5. A system according to claim 4 wherein said end cap has incorporated an outlet for connection to a vacuum source.

6. A system according to claim 4 wherein a perforated support structure is incorporated within said end cap.

7. A system according to claim 6 wherein a filter assembly is affixed to said support structure within said end cap.

8. A system according to claim 7 wherein said filter assembly consists of a primary porous membrane and a secondary support membrane of greater porosity than the primary membrane, two said membranes peripherally bound by a gasket, said gasket functioning as a seal between said end cap and said enclosure.

9. A system according to claim 1 further comprising: A means for driving said piston;A means for driving said end cap;A means for filling said chamber with said sludge;A means for automation of the dewatering process:A means of alignment and support of said enclosure, the means of driving said piston and the means of driving said end cap.
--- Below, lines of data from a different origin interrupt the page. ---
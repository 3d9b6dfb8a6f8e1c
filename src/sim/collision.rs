//! Collision detection and resolution
//!
//! Axis-aligned boxes only. The player's hitbox is camera-translated into
//! world coordinates and shrunk by a fixed margin per side so grazing a
//! spike corner feels forgiving. Obstacles are scanned in ascending-x order
//! with an early-out once they start past the lookahead window, which keeps
//! per-tick work bounded regardless of level size.

use glam::Vec2;
use serde::{Deserialize, Serialize};

use super::level::{Level, ObstacleKind};
use super::state::Player;
use crate::consts::*;

/// Axis-aligned bounding box
#[derive(Debug, Clone, Copy, PartialEq, Serialize, Deserialize)]
pub struct Aabb {
    /// Top-left corner (y grows downward)
    pub min: Vec2,
    pub size: Vec2,
}

impl Aabb {
    pub fn new(min: Vec2, size: Vec2) -> Self {
        Self { min, size }
    }

    #[inline]
    pub fn left(&self) -> f32 {
        self.min.x
    }

    #[inline]
    pub fn right(&self) -> f32 {
        self.min.x + self.size.x
    }

    #[inline]
    pub fn top(&self) -> f32 {
        self.min.y
    }

    #[inline]
    pub fn bottom(&self) -> f32 {
        self.min.y + self.size.y
    }

    /// Overlap test with strict inequalities: boxes that only share an edge
    /// (zero-area intersection) do not collide.
    #[inline]
    pub fn overlaps(&self, other: &Aabb) -> bool {
        self.right() > other.left()
            && self.left() < other.right()
            && self.bottom() > other.top()
            && self.top() < other.bottom()
    }
}

/// Result of resolving one tick's collisions
#[derive(Debug, Clone, Copy, PartialEq, Eq)]
pub enum ScanOutcome {
    Survived,
    Crashed,
}

/// The player's world-space hazard-test rectangle: screen position shifted
/// by the camera, inset by [`HITBOX_MARGIN`] on every side.
pub fn player_hitbox(player: &Player, camera_x: f32) -> Aabb {
    Aabb::new(
        Vec2::new(
            camera_x + PLAYER_SCREEN_X + HITBOX_MARGIN,
            player.y + HITBOX_MARGIN,
        ),
        Vec2::splat(player.size - 2.0 * HITBOX_MARGIN),
    )
}

/// Resolve ground/ceiling bounds and then the obstacle scan for one tick.
///
/// Call order matters: the ground clamp may zero `dy` and set `grounded`
/// before any obstacle is considered, and the landing rule below reads the
/// post-clamp velocity. The first fatal contact wins; the scan stops there.
pub fn resolve_collisions(player: &mut Player, camera_x: f32, level: &Level) -> ScanOutcome {
    // World bounds first
    if player.y + player.size >= GROUND_Y {
        player.y = GROUND_Y - player.size;
        player.dy = 0.0;
        player.grounded = true;
    } else if player.y <= CEILING_Y {
        player.y = CEILING_Y;
        player.dy = 0.0;
        if !player.mode.tolerates_ceiling() {
            return ScanOutcome::Crashed;
        }
    } else {
        player.grounded = false;
    }

    let hitbox = player_hitbox(player, camera_x);

    for obstacle in &level.obstacles {
        // Sort invariant pays off: nothing further can reach us this tick
        if obstacle.rect.left() > hitbox.right() + SCAN_LOOKAHEAD {
            break;
        }
        if !hitbox.overlaps(&obstacle.rect) {
            continue;
        }
        match obstacle.kind {
            ObstacleKind::Hazard => return ScanOutcome::Crashed,
            ObstacleKind::Solid => {
                // Landing only if the bottom edge was at/above the top
                // before this tick's vertical delta (plus tolerance)
                let prev_bottom = player.y - player.dy + player.size;
                if prev_bottom <= obstacle.rect.top() + LANDING_TOLERANCE {
                    player.y = obstacle.rect.top() - player.size;
                    player.dy = 0.0;
                    player.grounded = true;
                } else {
                    return ScanOutcome::Crashed;
                }
            }
            ObstacleKind::Trigger(mode) => {
                player.mode = mode;
                player.dy = 0.0;
            }
        }
    }

    ScanOutcome::Survived
}
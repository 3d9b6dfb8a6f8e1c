//! Player and run state
//!
//! All state that must survive a tick lives here. The player is a single
//! mutable entity per run; it is reset in place on respawn, never recreated.

use serde::{Deserialize, Serialize};

use super::level::Level;
use crate::consts::*;

/// Movement behavior family the player is currently in.
///
/// The set is closed on purpose: the movement model and the collision
/// resolver both match exhaustively, so adding a mode is a compile-checked
/// change everywhere it matters.
#[derive(Debug, Clone, Copy, PartialEq, Eq, Default, Serialize, Deserialize)]
pub enum Mode {
    /// Gravity + ground jumps, spinning while airborne
    #[default]
    Cube,
    /// Thrust up while holding, sink otherwise; tilt follows velocity
    Ship,
    /// Constant-speed zig-zag, up while holding and down otherwise
    Wave,
}

impl Mode {
    /// Whether ceiling contact clamps instead of crashing.
    ///
    /// The ship levels off against the ceiling; every other mode dies there.
    pub fn tolerates_ceiling(self) -> bool {
        matches!(self, Mode::Ship)
    }

    pub fn as_str(self) -> &'static str {
        match self {
            Mode::Cube => "cube",
            Mode::Ship => "ship",
            Mode::Wave => "wave",
        }
    }
}

/// The player entity.
///
/// Horizontal position is implicit: the player stays at
/// [`PLAYER_SCREEN_X`](crate::consts::PLAYER_SCREEN_X) on screen while the
/// camera scrolls, so only `y` is integrated.
#[derive(Debug, Clone, Serialize, Deserialize)]
pub struct Player {
    /// Absolute vertical position (top edge; y grows downward)
    pub y: f32,
    /// Square side length
    pub size: f32,
    /// Vertical velocity, pixels per tick
    pub dy: f32,
    /// Rotation in degrees (render hint only, never affects collision)
    pub rot: f32,
    pub mode: Mode,
    pub grounded: bool,
    pub alive: bool,
}

impl Player {
    /// Spawn pose for a given start mode: resting on the ground line.
    pub fn spawn(mode: Mode) -> Self {
        Self {
            y: GROUND_Y - PLAYER_SIZE,
            size: PLAYER_SIZE,
            dy: 0.0,
            rot: 0.0,
            mode,
            grounded: true,
            alive: true,
        }
    }

    /// Reset in place to the spawn pose. Used on respawn.
    pub fn reset(&mut self, mode: Mode) {
        *self = Self::spawn(mode);
    }
}

/// One attempt-session of a level: the level itself plus everything that
/// changes while playing it. Owned by the scheduler; the tick function is
/// its only writer while a tick is in flight.
#[derive(Debug, Clone, Serialize)]
pub struct RunState {
    pub level: Level,
    pub player: Player,
    /// Cumulative horizontal distance scrolled since (re)spawn.
    /// Monotonically increasing while alive; reset only on respawn.
    pub camera_x: f32,
    /// 1-based attempt counter, incremented on each respawn
    pub attempts: u32,
}

impl RunState {
    pub fn new(level: Level) -> Self {
        let player = Player::spawn(level.start_mode);
        Self {
            level,
            player,
            camera_x: 0.0,
            attempts: 1,
        }
    }

    /// Crash recovery: restore the spawn pose, rewind the camera, count the
    /// attempt. The level itself is untouched (obstacles are never consumed).
    pub fn respawn(&mut self) {
        self.player.reset(self.level.start_mode);
        self.camera_x = 0.0;
        self.attempts += 1;
    }

    /// HUD progress, floor(camera / length * 100) clamped to 100.
    pub fn progress_percent(&self) -> u32 {
        ((self.camera_x / self.level.length * 100.0).floor() as u32).min(100)
    }

    /// Whether the camera has scrolled past the end of the level.
    pub fn finished(&self) -> bool {
        self.camera_x >= self.level.length
    }
}

#[cfg(test)]
mod tests {
    use super::*;
    use crate::sim::level::Level;

    #[test]
    fn spawn_rests_on_ground() {
        let p = Player::spawn(Mode::Cube);
        assert_eq!(p.y, GROUND_Y - PLAYER_SIZE);
        assert_eq!(p.dy, 0.0);
        assert!(p.grounded);
        assert!(p.alive);
    }

    #[test]
    fn respawn_restores_identical_pose_and_counts() {
        let mut run = RunState::new(Level::generate(0));
        let spawn_y = run.player.y;

        // First death: mangle the pose thoroughly
        run.player.y = 12.0;
        run.player.dy = -9.0;
        run.player.rot = 123.0;
        run.player.mode = Mode::Ship;
        run.player.alive = false;
        run.camera_x = 4000.0;
        run.respawn();
        assert_eq!(run.attempts, 2);
        assert_eq!(run.player.y, spawn_y);
        assert_eq!(run.player.dy, 0.0);
        assert_eq!(run.player.rot, 0.0);
        assert_eq!(run.player.mode, Mode::Cube);
        assert_eq!(run.camera_x, 0.0);

        // Second death, different cause, same pose
        run.player.mode = Mode::Wave;
        run.player.y = 0.0;
        run.player.alive = false;
        run.respawn();
        assert_eq!(run.attempts, 3);
        assert_eq!(run.player.y, spawn_y);
        assert_eq!(run.player.mode, Mode::Cube);
    }

    #[test]
    fn wave_level_spawns_in_wave_mode() {
        let run = RunState::new(Level::generate(9));
        assert_eq!(run.player.mode, Mode::Wave);
    }

    #[test]
    fn progress_clamps_at_100() {
        let mut run = RunState::new(Level::generate(1));
        run.camera_x = run.level.length * 2.0;
        assert_eq!(run.progress_percent(), 100);
        assert!(run.finished());
    }
}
10. A system according to claim 9 further comprising a means for producing a vacuum within said end cap.

11. A system according to claim 9 wherein said means of automation incorporates a limit switch to detect the position of said piston when said chamber is full of said sludge.

12. A system according to claim 9 wherein said means of automation incorporates a programmable logic controller.

13. A system according to claim 12 wherein said programmable logic controller has incorporated a software program for system automation.

14. A system according to claim 9 wherein said means of alignment and support are aligned along a horizontal axis.